### [Extracted information]

********************

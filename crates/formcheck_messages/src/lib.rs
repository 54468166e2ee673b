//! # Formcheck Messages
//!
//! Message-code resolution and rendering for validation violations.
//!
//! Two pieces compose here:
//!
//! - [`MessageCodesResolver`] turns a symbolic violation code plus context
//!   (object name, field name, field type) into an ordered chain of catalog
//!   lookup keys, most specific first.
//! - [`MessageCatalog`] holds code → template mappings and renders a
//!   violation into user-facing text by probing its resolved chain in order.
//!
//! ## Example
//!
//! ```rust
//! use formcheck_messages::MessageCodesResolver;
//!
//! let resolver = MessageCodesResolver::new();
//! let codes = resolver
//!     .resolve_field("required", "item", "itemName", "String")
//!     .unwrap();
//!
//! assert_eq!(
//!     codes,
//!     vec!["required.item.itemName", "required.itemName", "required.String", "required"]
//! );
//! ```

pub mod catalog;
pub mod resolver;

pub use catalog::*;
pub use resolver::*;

********************

### [Work to be completed]
Go through the material above and count the lines that contain "itemName"; give that number alone.

### [Answer to this task]
2